▸ Dataset entries
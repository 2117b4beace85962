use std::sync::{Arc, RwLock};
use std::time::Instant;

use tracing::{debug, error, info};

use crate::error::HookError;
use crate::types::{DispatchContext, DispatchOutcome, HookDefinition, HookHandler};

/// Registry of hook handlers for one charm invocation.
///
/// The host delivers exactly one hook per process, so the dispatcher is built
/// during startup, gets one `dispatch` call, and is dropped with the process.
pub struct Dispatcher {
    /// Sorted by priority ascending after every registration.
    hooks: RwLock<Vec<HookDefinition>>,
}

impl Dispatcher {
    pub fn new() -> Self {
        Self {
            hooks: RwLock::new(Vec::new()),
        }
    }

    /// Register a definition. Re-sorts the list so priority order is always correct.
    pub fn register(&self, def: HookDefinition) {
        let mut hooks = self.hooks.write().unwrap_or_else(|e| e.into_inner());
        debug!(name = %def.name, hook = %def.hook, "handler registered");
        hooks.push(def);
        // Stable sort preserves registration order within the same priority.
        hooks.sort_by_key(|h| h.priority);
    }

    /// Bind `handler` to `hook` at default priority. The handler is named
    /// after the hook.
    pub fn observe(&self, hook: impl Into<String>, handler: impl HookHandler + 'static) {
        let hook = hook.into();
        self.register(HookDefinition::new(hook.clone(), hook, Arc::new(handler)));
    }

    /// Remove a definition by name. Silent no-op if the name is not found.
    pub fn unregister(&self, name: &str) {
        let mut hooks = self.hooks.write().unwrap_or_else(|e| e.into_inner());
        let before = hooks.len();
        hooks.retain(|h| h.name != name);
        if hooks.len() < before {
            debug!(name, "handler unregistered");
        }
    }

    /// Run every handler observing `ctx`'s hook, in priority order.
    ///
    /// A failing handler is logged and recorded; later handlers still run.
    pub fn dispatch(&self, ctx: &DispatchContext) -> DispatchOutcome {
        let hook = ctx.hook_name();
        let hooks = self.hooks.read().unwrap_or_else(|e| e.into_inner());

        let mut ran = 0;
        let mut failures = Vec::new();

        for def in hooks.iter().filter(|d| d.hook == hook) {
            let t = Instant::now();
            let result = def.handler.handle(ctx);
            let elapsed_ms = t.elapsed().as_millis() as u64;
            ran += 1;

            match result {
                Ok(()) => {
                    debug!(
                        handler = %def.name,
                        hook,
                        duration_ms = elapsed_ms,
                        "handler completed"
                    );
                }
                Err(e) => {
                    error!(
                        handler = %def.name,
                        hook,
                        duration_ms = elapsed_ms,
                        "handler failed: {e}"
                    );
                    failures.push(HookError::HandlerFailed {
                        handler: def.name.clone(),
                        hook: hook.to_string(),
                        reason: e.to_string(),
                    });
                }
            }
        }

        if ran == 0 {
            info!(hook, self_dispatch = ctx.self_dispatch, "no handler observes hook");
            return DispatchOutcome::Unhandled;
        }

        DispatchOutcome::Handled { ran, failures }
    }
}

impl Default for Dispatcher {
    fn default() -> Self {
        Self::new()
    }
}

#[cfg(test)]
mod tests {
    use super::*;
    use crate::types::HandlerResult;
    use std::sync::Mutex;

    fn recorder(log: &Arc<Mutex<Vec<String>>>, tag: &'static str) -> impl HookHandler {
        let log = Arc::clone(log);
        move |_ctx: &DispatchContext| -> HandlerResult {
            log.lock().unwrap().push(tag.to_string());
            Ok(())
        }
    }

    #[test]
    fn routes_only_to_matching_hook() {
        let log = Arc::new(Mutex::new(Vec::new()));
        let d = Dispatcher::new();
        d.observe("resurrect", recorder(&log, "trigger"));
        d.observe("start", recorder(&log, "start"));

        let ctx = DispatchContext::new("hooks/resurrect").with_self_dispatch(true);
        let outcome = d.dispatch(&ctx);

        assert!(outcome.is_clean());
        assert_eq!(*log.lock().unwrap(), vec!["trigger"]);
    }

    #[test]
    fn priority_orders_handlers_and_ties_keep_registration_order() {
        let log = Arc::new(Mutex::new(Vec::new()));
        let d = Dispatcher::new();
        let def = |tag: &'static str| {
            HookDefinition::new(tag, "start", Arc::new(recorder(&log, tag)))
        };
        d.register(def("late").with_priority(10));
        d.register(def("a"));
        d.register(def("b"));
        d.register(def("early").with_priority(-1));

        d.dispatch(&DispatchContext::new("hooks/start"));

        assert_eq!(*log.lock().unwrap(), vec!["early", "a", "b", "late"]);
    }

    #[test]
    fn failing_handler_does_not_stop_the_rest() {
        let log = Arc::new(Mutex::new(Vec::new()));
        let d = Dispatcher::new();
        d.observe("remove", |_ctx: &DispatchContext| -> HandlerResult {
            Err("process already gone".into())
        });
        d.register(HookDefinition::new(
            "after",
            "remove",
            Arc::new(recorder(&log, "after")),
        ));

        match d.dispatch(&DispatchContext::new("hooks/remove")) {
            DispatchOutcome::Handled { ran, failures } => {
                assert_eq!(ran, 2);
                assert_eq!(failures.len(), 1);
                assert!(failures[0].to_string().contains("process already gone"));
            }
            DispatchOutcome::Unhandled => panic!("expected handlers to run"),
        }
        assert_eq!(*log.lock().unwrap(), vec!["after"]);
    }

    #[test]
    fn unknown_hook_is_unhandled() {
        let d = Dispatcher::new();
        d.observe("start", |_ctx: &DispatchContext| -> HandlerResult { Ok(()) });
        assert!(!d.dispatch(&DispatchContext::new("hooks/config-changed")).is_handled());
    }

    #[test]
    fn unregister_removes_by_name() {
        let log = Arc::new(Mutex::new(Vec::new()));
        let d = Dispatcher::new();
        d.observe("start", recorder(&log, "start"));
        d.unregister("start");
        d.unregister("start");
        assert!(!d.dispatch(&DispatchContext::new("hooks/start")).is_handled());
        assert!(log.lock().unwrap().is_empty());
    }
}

▸ What to work on
Every single entry is to be retyped exactly.

▸ Response to this task
repository 2117b4beace85962
use std::sync::{Arc, RwLock};
use std::time::Instant;

use tracing::{debug, error, info};

use crate::error::HookError;
use crate::types::{DispatchContext, DispatchOutcome, HookDefinition, HookHandler};

/// Registry of hook handlers for one charm invocation.
///
/// The host delivers exactly one hook per process, so the dispatcher is built
/// during startup, gets one `dispatch` call, and is dropped with the process.
pub struct Dispatcher {
    /// Sorted by priority ascending after every registration.
    hooks: RwLock<Vec<HookDefinition>>,
}

impl Dispatcher {
    pub fn new() -> Self {
        Self {
            hooks: RwLock::new(Vec::new()),
        }
    }

    /// Register a definition. Re-sorts the list so priority order is always correct.
    pub fn register(&self, def: HookDefinition) {
        let mut hooks = self.hooks.write().unwrap_or_else(|e| e.into_inner());
        debug!(name = %def.name, hook = %def.hook, "handler registered");
        hooks.push(def);
        // Stable sort preserves registration order within the same priority.
        hooks.sort_by_key(|h| h.priority);
    }

    /// Bind `handler` to `hook` at default priority. The handler is named
    /// after the hook.
    pub fn observe(&self, hook: impl Into<String>, handler: impl HookHandler + 'static) {
        let hook = hook.into();
        self.register(HookDefinition::new(hook.clone(), hook, Arc::new(handler)));
    }

    /// Remove a definition by name. Silent no-op if the name is not found.
    pub fn unregister(&self, name: &str) {
        let mut hooks = self.hooks.write().unwrap_or_else(|e| e.into_inner());
        let before = hooks.len();
        hooks.retain(|h| h.name != name);
        if hooks.len() < before {
            debug!(name, "handler unregistered");
        }
    }

    /// Run every handler observing `ctx`'s hook, in priority order.
    ///
    /// A failing handler is logged and recorded; later handlers still run.
    pub fn dispatch(&self, ctx: &DispatchContext) -> DispatchOutcome {
        let hook = ctx.hook_name();
        let hooks = self.hooks.read().unwrap_or_else(|e| e.into_inner());

        let mut ran = 0;
        let mut failures = Vec::new();

        for def in hooks.iter().filter(|d| d.hook == hook) {
            let t = Instant::now();
            let result = def.handler.handle(ctx);
            let elapsed_ms = t.elapsed().as_millis() as u64;
            ran += 1;

            match result {
                Ok(()) => {
                    debug!(
                        handler = %def.name,
                        hook,
                        duration_ms = elapsed_ms,
                        "handler completed"
                    );
                }
                Err(e) => {
                    error!(
                        handler = %def.name,
                        hook,
                        duration_ms = elapsed_ms,
                        "handler failed: {e}"
                    );
                    failures.push(HookError::HandlerFailed {
                        handler: def.name.clone(),
                        hook: hook.to_string(),
                        reason: e.to_string(),
                    });
                }
            }
        }

        if ran == 0 {
            info!(hook, self_dispatch = ctx.self_dispatch, "no handler observes hook");
            return DispatchOutcome::Unhandled;
        }

        DispatchOutcome::Handled { ran, failures }
    }
}

impl Default for Dispatcher {
    fn default() -> Self {
        Self::new()
    }
}

#[cfg(test)]
mod tests {
    use super::*;
    use crate::types::HandlerResult;
    use std::sync::Mutex;

    fn recorder(log: &Arc<Mutex<Vec<String>>>, tag: &'static str) -> impl HookHandler {
        let log = Arc::clone(log);
        move |_ctx: &DispatchContext| -> HandlerResult {
            log.lock().unwrap().push(tag.to_string());
            Ok(())
        }
    }

    #[test]
    fn routes_only_to_matching_hook() {
        let log = Arc::new(Mutex::new(Vec::new()));
        let d = Dispatcher::new();
        d.observe("resurrect", recorder(&log, "trigger"));
        d.observe("start", recorder(&log, "start"));

        let ctx = DispatchContext::new("hooks/resurrect").with_self_dispatch(true);
        let outcome = d.dispatch(&ctx);

        assert!(outcome.is_clean());
        assert_eq!(*log.lock().unwrap(), vec!["trigger"]);
    }

    #[test]
    fn priority_orders_handlers_and_ties_keep_registration_order() {
        let log = Arc::new(Mutex::new(Vec::new()));
        let d = Dispatcher::new();
        let def = |tag: &'static str| {
            HookDefinition::new(tag, "start", Arc::new(recorder(&log, tag)))
        };
        d.register(def("late").with_priority(10));
        d.register(def("a"));
        d.register(def("b"));
        d.register(def("early").with_priority(-1));

        d.dispatch(&DispatchContext::new("hooks/start"));

        assert_eq!(*log.lock().unwrap(), vec!["early", "a", "b", "late"]);
    }

    #[test]
    fn failing_handler_does_not_stop_the_rest() {
        let log = Arc::new(Mutex::new(Vec::new()));
        let d = Dispatcher::new();
        d.observe("remove", |_ctx: &DispatchContext| -> HandlerResult {
            Err("process already gone".into())
        });
        d.register(HookDefinition::new(
            "after",
            "remove",
            Arc::new(recorder(&log, "after")),
        ));

        match d.dispatch(&DispatchContext::new("hooks/remove")) {
            DispatchOutcome::Handled { ran, failures } => {
                assert_eq!(ran, 2);
                assert_eq!(failures.len(), 1);
                assert!(failures[0].to_string().contains("process already gone"));
            }
            DispatchOutcome::Unhandled => panic!("expected handlers to run"),
        }
        assert_eq!(*log.lock().unwrap(), vec!["after"]);
    }

    #[test]
    fn unknown_hook_is_unhandled() {
        let d = Dispatcher::new();
        d.observe("start", |_ctx: &DispatchContext| -> HandlerResult { Ok(()) });
        assert!(!d.dispatch(&DispatchContext::new("hooks/config-changed")).is_handled());
    }

    #[test]
    fn unregister_removes_by_name() {
        let log = Arc::new(Mutex::new(Vec::new()));
        let d = Dispatcher::new();
        d.observe("start", recorder(&log, "start"));
        d.unregister("start");
        d.unregister("start");
        assert!(!d.dispatch(&DispatchContext::new("hooks/start")).is_handled());
        assert!(log.lock().unwrap().is_empty());
    }
}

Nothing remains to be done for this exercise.